Write each entry down again precisely, skipping nothing.
** Data for review follows **
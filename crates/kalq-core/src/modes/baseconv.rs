//! Base conversion between binary, octal, decimal, and hexadecimal.
//!
//! Input format is `<base>:<digits>` with base one of 2, 8, 10, 16.

use crate::result::{EvalErrorKind, EvalResult};

const SUPPORTED_BASES: [u32; 4] = [2, 8, 10, 16];

/// Converts `<base>:<digits>` into a listing of all four bases.
pub fn convert(expr: &str) -> EvalResult {
    let Some((base_str, digits)) = split(expr) else {
        return EvalResult::error(
            EvalErrorKind::BadFormat,
            "expected '<base>:<digits>' (base 2, 8, 10, or 16)",
        );
    };

    let base: u32 = match base_str.parse() {
        Ok(base) if SUPPORTED_BASES.contains(&base) => base,
        _ => {
            return EvalResult::error(
                EvalErrorKind::BadFormat,
                format!("unsupported base '{base_str}'"),
            );
        }
    };

    let value = match u64::from_str_radix(digits, base) {
        Ok(value) => value,
        Err(_) => {
            return EvalResult::error(
                EvalErrorKind::BadFormat,
                format!("'{digits}' is not a base-{base} number"),
            );
        }
    };

    EvalResult::Text(format!(
        "DEC: {value}, HEX: {value:X}, OCT: {value:o}, BIN: {value:b}"
    ))
}

/// Exchanges the two colon-delimited segments without reinterpreting them.
///
/// Returns `None` when there is no colon to swap around.
pub fn swap(expr: &str) -> Option<String> {
    let (left, right) = split(expr)?;
    Some(format!("{right}:{left}"))
}

fn split(expr: &str) -> Option<(&str, &str)> {
    let (left, right) = expr.trim().split_once(':')?;
    Some((left.trim(), right.trim()))
}
//! Single-line expression buffer with a char-index cursor.
//!
//! The cursor always satisfies `0 <= cursor <= len` in chars; byte
//! offsets are derived at the edit point so multi-byte characters (π)
//! stay intact.

/// The editable expression and its cursor.
#[derive(Debug, Clone, Default)]
pub struct ExprBuffer {
    text: String,
    cursor: usize,
}

impl ExprBuffer {
    pub fn text(&self) -> &str {
        &self.text
    }

    /// Cursor position in chars.
    pub fn cursor(&self) -> usize {
        self.cursor
    }

    pub fn len_chars(&self) -> usize {
        self.text.chars().count()
    }

    pub fn is_empty(&self) -> bool {
        self.text.is_empty()
    }

    /// Inserts a string at the cursor, advancing past it.
    pub fn insert_str(&mut self, insertion: &str) {
        if insertion.is_empty() {
            return;
        }
        let byte_idx = char_to_byte_index(&self.text, self.cursor);
        self.text.insert_str(byte_idx, insertion);
        self.cursor += insertion.chars().count();
    }

    pub fn insert_char(&mut self, ch: char) {
        let mut buf = [0u8; 4];
        self.insert_str(ch.encode_utf8(&mut buf));
    }

    /// Deletes the char before the cursor; no-op at position 0.
    pub fn delete_prev_char(&mut self) {
        if self.cursor == 0 {
            return;
        }
        let start = char_to_byte_index(&self.text, self.cursor - 1);
        let end = char_to_byte_index(&self.text, self.cursor);
        self.text.replace_range(start..end, "");
        self.cursor -= 1;
    }

    pub fn move_left(&mut self) {
        self.cursor = self.cursor.saturating_sub(1);
    }

    pub fn move_right(&mut self) {
        self.cursor = (self.cursor + 1).min(self.len_chars());
    }

    pub fn move_home(&mut self) {
        self.cursor = 0;
    }

    pub fn move_end(&mut self) {
        self.cursor = self.len_chars();
    }

    /// Steps the cursor back by `n`, clamped at 0 (used after inserting
    /// `name()` to land inside the parens).
    pub fn move_back_by(&mut self, n: usize) {
        self.cursor = self.cursor.saturating_sub(n);
    }

    /// Replaces the whole expression, cursor at the end.
    pub fn set_text(&mut self, text: &str) {
        self.text = text.to_string();
        self.cursor = self.len_chars();
    }

    pub fn clear(&mut self) {
        self.text.clear();
        self.cursor = 0;
    }
}

fn char_to_byte_index(text: &str, col: usize) -> usize {
    if col == 0 {
        return 0;
    }
    text.char_indices()
        .nth(col)
        .map(|(i, _)| i)
        .unwrap_or(text.len())
}

#[cfg(test)]
mod tests {
    use super::*;

    #[test]
    fn insert_at_cursor() {
        let mut buf = ExprBuffer::default();
        buf.insert_str("2+3");
        buf.move_left();
        buf.insert_char('1');
        assert_eq!(buf.text(), "2+13");
        assert_eq!(buf.cursor(), 3);
    }

    #[test]
    fn delete_is_a_noop_at_start() {
        let mut buf = ExprBuffer::default();
        buf.insert_str("42");
        buf.move_home();
        buf.delete_prev_char();
        assert_eq!(buf.text(), "42");
        assert_eq!(buf.cursor(), 0);
    }

    #[test]
    fn delete_removes_the_char_before_the_cursor() {
        let mut buf = ExprBuffer::default();
        buf.insert_str("123");
        buf.move_left();
        buf.delete_prev_char();
        assert_eq!(buf.text(), "13");
        assert_eq!(buf.cursor(), 1);
    }

    #[test]
    fn multibyte_chars_stay_intact() {
        let mut buf = ExprBuffer::default();
        buf.insert_str("2*π");
        assert_eq!(buf.cursor(), 3);
        buf.delete_prev_char();
        assert_eq!(buf.text(), "2*");
        buf.insert_str("π+1");
        assert_eq!(buf.text(), "2*π+1");
    }

    #[test]
    fn cursor_clamps_at_both_ends() {
        let mut buf = ExprBuffer::default();
        buf.insert_str("ab");
        buf.move_right();
        assert_eq!(buf.cursor(), 2);
        buf.move_home();
        buf.move_left();
        assert_eq!(buf.cursor(), 0);
    }

    #[test]
    fn move_back_by_lands_inside_parens() {
        let mut buf = ExprBuffer::default();
        buf.insert_str("sin()");
        buf.move_back_by(1);
        assert_eq!(buf.cursor(), 4);
        buf.insert_char('0');
        assert_eq!(buf.text(), "sin(0)");
    }
}
//! Function sampling for the ASCII plot overlay.
//!
//! The presentation layer decides the sample count and x-range from the
//! screen size; this module only evaluates `f(x)` at each point with `x`
//! bound in the sandbox. Points that fail to evaluate (or go non-finite)
//! sample as `None` and are simply not drawn.

use std::collections::HashMap;

use crate::expr;
use crate::result::EvalResult;

/// One sampled point of the plotted function.
#[derive(Debug, Clone, Copy, PartialEq)]
pub struct Sample {
    pub x: f64,
    pub y: Option<f64>,
}

/// Samples `expression` at `count` evenly spaced points over `[x_min, x_max]`.
pub fn sample(expression: &str, count: usize, x_min: f64, x_max: f64) -> Vec<Sample> {
    if count == 0 {
        return Vec::new();
    }

    let step = if count > 1 {
        (x_max - x_min) / (count - 1) as f64
    } else {
        0.0
    };

    (0..count)
        .map(|i| {
            let x = x_min + step * i as f64;
            let mut bindings = HashMap::new();
            bindings.insert("x".to_string(), x);
            let y = match expr::evaluate(expression, &bindings) {
                EvalResult::Number(v) if v.is_finite() => Some(v),
                _ => None,
            };
            Sample { x, y }
        })
        .collect()
}

#[cfg(test)]
mod tests {
    use super::*;

    #[test]
    fn identity_samples_follow_x() {
        let samples = sample("x", 5, -2.0, 2.0);
        assert_eq!(samples.len(), 5);
        for s in &samples {
            assert_eq!(s.y, Some(s.x));
        }
        assert_eq!(samples[0].x, -2.0);
        assert_eq!(samples[4].x, 2.0);
    }

    #[test]
    fn failing_points_sample_as_none() {
        // sqrt of a negative is NaN, so the left half of the range is empty.
        let samples = sample("sqrt(x)", 3, -1.0, 1.0);
        assert_eq!(samples[0].y, None);
        assert_eq!(samples[2].y, Some(1.0));
    }

    #[test]
    fn disallowed_names_never_evaluate() {
        let samples = sample("open(x)", 3, 0.0, 1.0);
        assert!(samples.iter().all(|s| s.y.is_none()));
    }
}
** End of Data for review **
**Response to this exercise**
filename crates/kalq-core/src/modes/baseconv.rs
//! Base conversion between binary, octal, decimal, and hexadecimal.
//!
//! Input format is `<base>:<digits>` with base one of 2, 8, 10, 16.

use crate::result::{EvalErrorKind, EvalResult};

const SUPPORTED_BASES: [u32; 4] = [2, 8, 10, 16];

/// Converts `<base>:<digits>` into a listing of all four bases.
pub fn convert(expr: &str) -> EvalResult {
    let Some((base_str, digits)) = split(expr) else {
        return EvalResult::error(
            EvalErrorKind::BadFormat,
            "expected '<base>:<digits>' (base 2, 8, 10, or 16)",
        );
    };

    let base: u32 = match base_str.parse() {
        Ok(base) if SUPPORTED_BASES.contains(&base) => base,
        _ => {
            return EvalResult::error(
                EvalErrorKind::BadFormat,
                format!("unsupported base '{base_str}'"),
            );
        }
    };

    let value = match u64::from_str_radix(digits, base) {
        Ok(value) => value,
        Err(_) => {
            return EvalResult::error(
                EvalErrorKind::BadFormat,
                format!("'{digits}' is not a base-{base} number"),
            );
        }
    };

    EvalResult::Text(format!(
        "DEC: {value}, HEX: {value:X}, OCT: {value:o}, BIN: {value:b}"
    ))
}

/// Exchanges the two colon-delimited segments without reinterpreting them.
///
/// Returns `None` when there is no colon to swap around.
pub fn swap(expr: &str) -> Option<String> {
    let (left, right) = split(expr)?;
    Some(format!("{right}:{left}"))
}

fn split(expr: &str) -> Option<(&str, &str)> {
    let (left, right) = expr.trim().split_once(':')?;
    Some((left.trim(), right.trim()))
}
//! Single-line expression buffer with a char-index cursor.
//!
//! The cursor always satisfies `0 <= cursor <= len` in chars; byte
//! offsets are derived at the edit point so multi-byte characters (π)
//! stay intact.

/// The editable expression and its cursor.
#[derive(Debug, Clone, Default)]
pub struct ExprBuffer {
    text: String,
    cursor: usize,
}

impl ExprBuffer {
    pub fn text(&self) -> &str {
        &self.text
    }

    /// Cursor position in chars.
    pub fn cursor(&self) -> usize {
        self.cursor
    }

    pub fn len_chars(&self) -> usize {
        self.text.chars().count()
    }

    pub fn is_empty(&self) -> bool {
        self.text.is_empty()
    }

    /// Inserts a string at the cursor, advancing past it.
    pub fn insert_str(&mut self, insertion: &str) {
        if insertion.is_empty() {
            return;
        }
        let byte_idx = char_to_byte_index(&self.text, self.cursor);
        self.text.insert_str(byte_idx, insertion);
        self.cursor += insertion.chars().count();
    }

    pub fn insert_char(&mut self, ch: char) {
        let mut buf = [0u8; 4];
        self.insert_str(ch.encode_utf8(&mut buf));
    }

    /// Deletes the char before the cursor; no-op at position 0.
    pub fn delete_prev_char(&mut self) {
        if self.cursor == 0 {
            return;
        }
        let start = char_to_byte_index(&self.text, self.cursor - 1);
        let end = char_to_byte_index(&self.text, self.cursor);
        self.text.replace_range(start..end, "");
        self.cursor -= 1;
    }

    pub fn move_left(&mut self) {
        self.cursor = self.cursor.saturating_sub(1);
    }

    pub fn move_right(&mut self) {
        self.cursor = (self.cursor + 1).min(self.len_chars());
    }

    pub fn move_home(&mut self) {
        self.cursor = 0;
    }

    pub fn move_end(&mut self) {
        self.cursor = self.len_chars();
    }

    /// Steps the cursor back by `n`, clamped at 0 (used after inserting
    /// `name()` to land inside the parens).
    pub fn move_back_by(&mut self, n: usize) {
        self.cursor = self.cursor.saturating_sub(n);
    }

    /// Replaces the whole expression, cursor at the end.
    pub fn set_text(&mut self, text: &str) {
        self.text = text.to_string();
        self.cursor = self.len_chars();
    }

    pub fn clear(&mut self) {
        self.text.clear();
        self.cursor = 0;
    }
}

fn char_to_byte_index(text: &str, col: usize) -> usize {
    if col == 0 {
        return 0;
    }
    text.char_indices()
        .nth(col)
        .map(|(i, _)| i)
        .unwrap_or(text.len())
}

#[cfg(test)]
mod tests {
    use super::*;

    #[test]
    fn insert_at_cursor() {
        let mut buf = ExprBuffer::default();
        buf.insert_str("2+3");
        buf.move_left();
        buf.insert_char('1');
        assert_eq!(buf.text(), "2+13");
        assert_eq!(buf.cursor(), 3);
    }

    #[test]
    fn delete_is_a_noop_at_start() {
        let mut buf = ExprBuffer::default();
        buf.insert_str("42");
        buf.move_home();
        buf.delete_prev_char();
        assert_eq!(buf.text(), "42");
        assert_eq!(buf.cursor(), 0);
    }

    #[test]
    fn delete_removes_the_char_before_the_cursor() {
        let mut buf = ExprBuffer::default();
        buf.insert_str("123");
        buf.move_left();
        buf.delete_prev_char();
        assert_eq!(buf.text(), "13");
        assert_eq!(buf.cursor(), 1);
    }

    #[test]
    fn multibyte_chars_stay_intact() {
        let mut buf = ExprBuffer::default();
        buf.insert_str("2*π");
        assert_eq!(buf.cursor(), 3);
        buf.delete_prev_char();
        assert_eq!(buf.text(), "2*");
        buf.insert_str("π+1");
        assert_eq!(buf.text(), "2*π+1");
    }

    #[test]
    fn cursor_clamps_at_both_ends() {
        let mut buf = ExprBuffer::default();
        buf.insert_str("ab");
        buf.move_right();
        assert_eq!(buf.cursor(), 2);
        buf.move_home();
        buf.move_left();
        assert_eq!(buf.cursor(), 0);
    }

    #[test]
    fn move_back_by_lands_inside_parens() {
        let mut buf = ExprBuffer::default();
        buf.insert_str("sin()");
        buf.move_back_by(1);
        assert_eq!(buf.cursor(), 4);
        buf.insert_char('0');
        assert_eq!(buf.text(), "sin(0)");
    }
}
//! Function sampling for the ASCII plot overlay.
//!
//! The presentation layer decides the sample count and x-range from the
//! screen size; this module only evaluates `f(x)` at each point with `x`
//! bound in the sandbox. Points that fail to evaluate (or go non-finite)
//! sample as `None` and are simply not drawn.

use std::collections::HashMap;

use crate::expr;
use crate::result::EvalResult;

/// One sampled point of the plotted function.
#[derive(Debug, Clone, Copy, PartialEq)]
pub struct Sample {
    pub x: f64,
    pub y: Option<f64>,
}

/// Samples `expression` at `count` evenly spaced points over `[x_min, x_max]`.
pub fn sample(expression: &str, count: usize, x_min: f64, x_max: f64) -> Vec<Sample> {
    if count == 0 {
        return Vec::new();
    }

    let step = if count > 1 {
        (x_max - x_min) / (count - 1) as f64
    } else {
        0.0
    };

    (0..count)
        .map(|i| {
            let x = x_min + step * i as f64;
            let mut bindings = HashMap::new();
            bindings.insert("x".to_string(), x);
            let y = match expr::evaluate(expression, &bindings) {
                EvalResult::Number(v) if v.is_finite() => Some(v),
                _ => None,
            };
            Sample { x, y }
        })
        .collect()
}

#[cfg(test)]
mod tests {
    use super::*;

    #[test]
    fn identity_samples_follow_x() {
        let samples = sample("x", 5, -2.0, 2.0);
        assert_eq!(samples.len(), 5);
        for s in &samples {
            assert_eq!(s.y, Some(s.x));
        }
        assert_eq!(samples[0].x, -2.0);
        assert_eq!(samples[4].x, 2.0);
    }

    #[test]
    fn failing_points_sample_as_none() {
        // sqrt of a negative is NaN, so the left half of the range is empty.
        let samples = sample("sqrt(x)", 3, -1.0, 1.0);
        assert_eq!(samples[0].y, None);
        assert_eq!(samples[2].y, Some(1.0));
    }

    #[test]
    fn disallowed_names_never_evaluate() {
        let samples = sample("open(x)", 3, 0.0, 1.0);
        assert!(samples.iter().all(|s| s.y.is_none()));
    }
}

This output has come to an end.